If you are one of those people I love who doesn't like chocolate or can't eat it (more for me you see)
Try buying some empty plastic egg cases from spotlight (very inexpensive) and fill with things like stickers, jellies, novelties money or for adults maybe a love note, some jewelry or even a promise to do the dishes.

2. Family
Even if you don't have annual leave over the Easter break there's still a bunch of public holidays so I always make it a priority at Easter to spend it with family rather than use it as time to catch up on housework (any excuse!).    My mother in law usually makes the trip down and we enjoy her visit.. she only sees the frills a few times a year and misses them dearly - so it's a special time.

But, remember even if family aren't visiting - it's easy to transport Easter WITH you if you want to go away (far easier than Christmas).  We have Easter traditions with friends and family - we host Easter lunch or afternoon tea and the kids have an egg hunt.  Whilst they are all 'believers' it's a lot of fun.  I think more fun for us than them actually!

3. Exercise
I like to spend as much time as possible outdoors over Easter - because usually it's the nearing winter and the cooler weather - the days are warm but not too hot.  My mother in law being the avid gardener we will usually work off at least some of those easter eggs and hot cross buns in the garden.  You might remember two years ago we began our opera house vege garden and last Easter we harvested our first autumn crops, and started planting our own seedlings.

This year I'd like to shift some things around the vege garden, get some peas going and put a second lot of carrots down.  There's A LOT of weeding to be done.  Lots of exercise!  Get in your garden this Easter - start one, be it a few herbs or get busy!!  It's a great time to get started!

4. History
I'm personally going to use some of my time in the evenings to get on with a project I've been working on for years - Family History.  I've got a bit of the way down my Grandmother's line but I'd like to add more to the 'names' by adding stories - trying to source photos etc.  Hopefully my Nan is up for the task.

I'm also taking the girls back to the Australian Museum during the holidays.  Eloise has been doing some environment topics this term at school and Laura and Olivia have been learning about bones and parts of the body and what they do - I think going back with a fresh mind - they would get so much more from it.  It's really cost effective and fun day out.

and Lastly..

5. Creativity:
Easter is a time I like to get my craft on.  Especially on those rainy days.   Woolworths has a colouring in competition going at the moment I think in most stores across the country.  Eloise is a colouring-in-aholic and is convinced she's going to win.  She doesn't even know what the prize is!

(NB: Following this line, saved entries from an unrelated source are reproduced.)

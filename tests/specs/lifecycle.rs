// SPDX-License-Identifier: BUSL-1.1
// Copyright (c) 2026 Alfred Jean LLC

//! Run lifecycle under restarts and duplicate triggers.

use crate::support::{TaskSet, World, IMPORT_WINDOW};
use pf_core::{Args, TaskName};
use pf_import::test_support::photo;

#[tokio::test]
async fn interrupted_import_resumes_after_restart() {
    let world = World::new(TaskSet::initial_only());
    world.flickr.add_photo_page(vec![photo("53001", 100)]);
    world.flickr.add_photo_page(vec![photo("53002", 200)]);

    // Start and process only the first couple of deadlines, then "crash"
    world.pump_one().await;
    world.pump_one().await;
    let imported_before = world.sink.posts().len();
    assert!(imported_before < 2, "import should still be in flight");

    let world = world.restart();
    world.pump_for(IMPORT_WINDOW).await;

    // The persisted queue and pending actions carried the run through
    assert_eq!(world.sink.posts().len(), 2);
    let completed =
        pf_store::runs::completed_history(&*world.store, &TaskName::new("initial_import"), None)
            .unwrap();
    assert_eq!(completed.len(), 1);
}

#[tokio::test]
async fn duplicate_triggers_leave_one_surviving_run() {
    let world = World::new(TaskSet::initial_only());
    world.flickr.add_photo_page(vec![photo("53001", 100)]);

    // A second admin trigger while the first start is still pending is
    // de-duplicated outright
    let first = world.runner.enqueue_task(&TaskName::new("initial_import"), Args::new()).unwrap();
    let second = world.runner.enqueue_task(&TaskName::new("initial_import"), Args::new()).unwrap();
    assert!(first.is_none() || second.is_none());

    world.pump_for(IMPORT_WINDOW).await;

    let task = TaskName::new("initial_import");
    let started = pf_store::runs::started_history(&*world.store, &task, None).unwrap();
    let completed = pf_store::runs::completed_history(&*world.store, &task, None).unwrap();

    // However many runs started, only the survivor completed and content
    // is not duplicated
    assert_eq!(completed.len(), 1);
    assert!(started.contains(&completed[0]));
    assert_eq!(world.sink.posts().len(), 1);
}

#[tokio::test]
async fn fetch_latest_defers_until_a_watermark_exists() {
    let world = World::new(TaskSet::fetch_latest_only());

    // No initial watermark yet: the first recurring run degenerates to a
    // cleanup-only pass
    world.pump_one().await;
    world.pump_for(std::time::Duration::from_secs(120)).await;

    let completed = pf_store::runs::completed_history(
        &*world.store,
        &TaskName::new("fetch_latest_import"),
        None,
    )
    .unwrap();
    assert!(!completed.is_empty());
    assert_eq!(world.sink.posts().len(), 0);
}
// SPDX-License-Identifier: BUSL-1.1
// Copyright (c) 2026 Alfred Jean LLC

//! Periodic refreshes on top of a finished initial import.

use crate::support::{TaskSet, World, IMPORT_WINDOW};
use pf_import::test_support::{comment, photo};
use std::time::Duration;

#[tokio::test]
async fn comment_delta_picks_up_late_comments() {
    let world = World::new(TaskSet::with_comment_delta());
    world.flickr.add_photo_page(vec![photo("53001", 100)]);
    world.flickr.set_comments("53001", vec![comment("c-1", "bob", 1_000, "nice")]);

    world.pump_for(IMPORT_WINDOW).await;
    assert_eq!(world.sink.post_for_media("53001").unwrap().comments.len(), 1);

    // A comment lands on Flickr after the import finished
    world.flickr.set_comments(
        "53001",
        vec![comment("c-1", "bob", 1_000, "nice"), comment("c-2", "eve", 2_000, "late!")],
    );

    // The delta task first fires twelve hours out
    world.pump_for(Duration::from_secs(13 * 60 * 60)).await;

    let comments = world.sink.post_for_media("53001").unwrap().comments;
    assert_eq!(comments.len(), 2);
    assert!(comments.iter().any(|c| c.body == "late!"));
    assert!(!world.settings.comment_delta_running().unwrap());
}

#[tokio::test]
async fn fetch_latest_imports_only_new_uploads() {
    let world = World::new(TaskSet::with_fetch_latest());
    world.flickr.add_photo_page(vec![photo("53001", 100)]);

    world.pump_for(IMPORT_WINDOW).await;
    assert!(world.sink.post_for_media("53001").is_some());

    // A new upload appears, dated after the first run's watermark
    world.flickr.add_photo_page(vec![photo("53099", 1_900_000_000)]);

    // The hourly refresh picks it up on its next firing
    world.pump_for(Duration::from_secs(2 * 60 * 60)).await;

    assert!(world.sink.post_for_media("53099").is_some());
    assert_eq!(world.sink.posts().len(), 2);
}
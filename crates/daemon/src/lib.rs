// SPDX-License-Identifier: BUSL-1.1
// Copyright (c) 2026 Alfred Jean LLC

// Allow panic!/unwrap/expect in test code
#![cfg_attr(test, allow(clippy::panic))]
#![cfg_attr(test, allow(clippy::unwrap_used))]
#![cfg_attr(test, allow(clippy::expect_used))]

//! pf-daemon: the photoflow importer daemon
//!
//! Wires the engine to the real world: TOML configuration, a file-backed
//! keyed store, the Flickr client, a filesystem content sink, and the
//! single-threaded worker loop that delivers due scheduler actions.

pub mod config;
pub mod error;
pub mod fs_sink;
pub mod worker;

pub use config::Config;
pub use error::DaemonError;
pub use fs_sink::FsSink;
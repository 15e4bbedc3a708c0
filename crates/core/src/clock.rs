// SPDX-License-Identifier: BUSL-1.1
// Copyright (c) 2026 Alfred Jean LLC

//! Clock abstraction for testable time handling.
//!
//! The engine only ever deals in wall-clock deadlines (the external
//! scheduler contract is timestamp-based), so the trait exposes epoch
//! milliseconds and nothing else.

use parking_lot::Mutex;
use std::sync::Arc;
use std::time::{Duration, SystemTime, UNIX_EPOCH};

/// A clock that provides the current wall-clock time.
pub trait Clock: Clone + Send + Sync {
    /// Milliseconds since the Unix epoch.
    fn epoch_ms(&self) -> u64;
}

/// Real system clock.
#[derive(Clone, Default)]
pub struct SystemClock;

impl Clock for SystemClock {
    fn epoch_ms(&self) -> u64 {
        SystemTime::now()
            .duration_since(UNIX_EPOCH)
            .unwrap_or_default()
            .as_millis() as u64
    }
}

/// Fake clock for testing with controllable time.
#[derive(Clone)]
pub struct FakeClock {
    epoch_ms: Arc<Mutex<u64>>,
}

impl FakeClock {
    pub fn new() -> Self {
        Self { epoch_ms: Arc::new(Mutex::new(1_000_000)) }
    }

    /// Advance the clock by the given duration.
    pub fn advance(&self, duration: Duration) {
        *self.epoch_ms.lock() += duration.as_millis() as u64;
    }

    /// Set the epoch milliseconds value.
    pub fn set_epoch_ms(&self, ms: u64) {
        *self.epoch_ms.lock() = ms;
    }
}

impl Default for FakeClock {
    fn default() -> Self {
        Self::new()
    }
}

impl Clock for FakeClock {
    fn epoch_ms(&self) -> u64 {
        *self.epoch_ms.lock()
    }
}

#[cfg(test)]
#[path = "clock_tests.rs"]
mod tests;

Last year we made our own Easter egg hunt baskets from coloured paper, tape, ribbon and some margarine containers!  We'll be using them again this year - they are so cute!

This year I think I'm going to give egg blowing and dye-ing a go.  I'd going to sew too.  I have some beautiful fabrics to use and I really do need to re-cover my lounge cushions.

So all in all I'm going to be very busy - but very happy. Easter is the time to share and cherish.  I hope the Easter Bunny is kind to me this year - I've been good - honest!

What do you like to do at Easter?  Do you go away?  Spend it with family?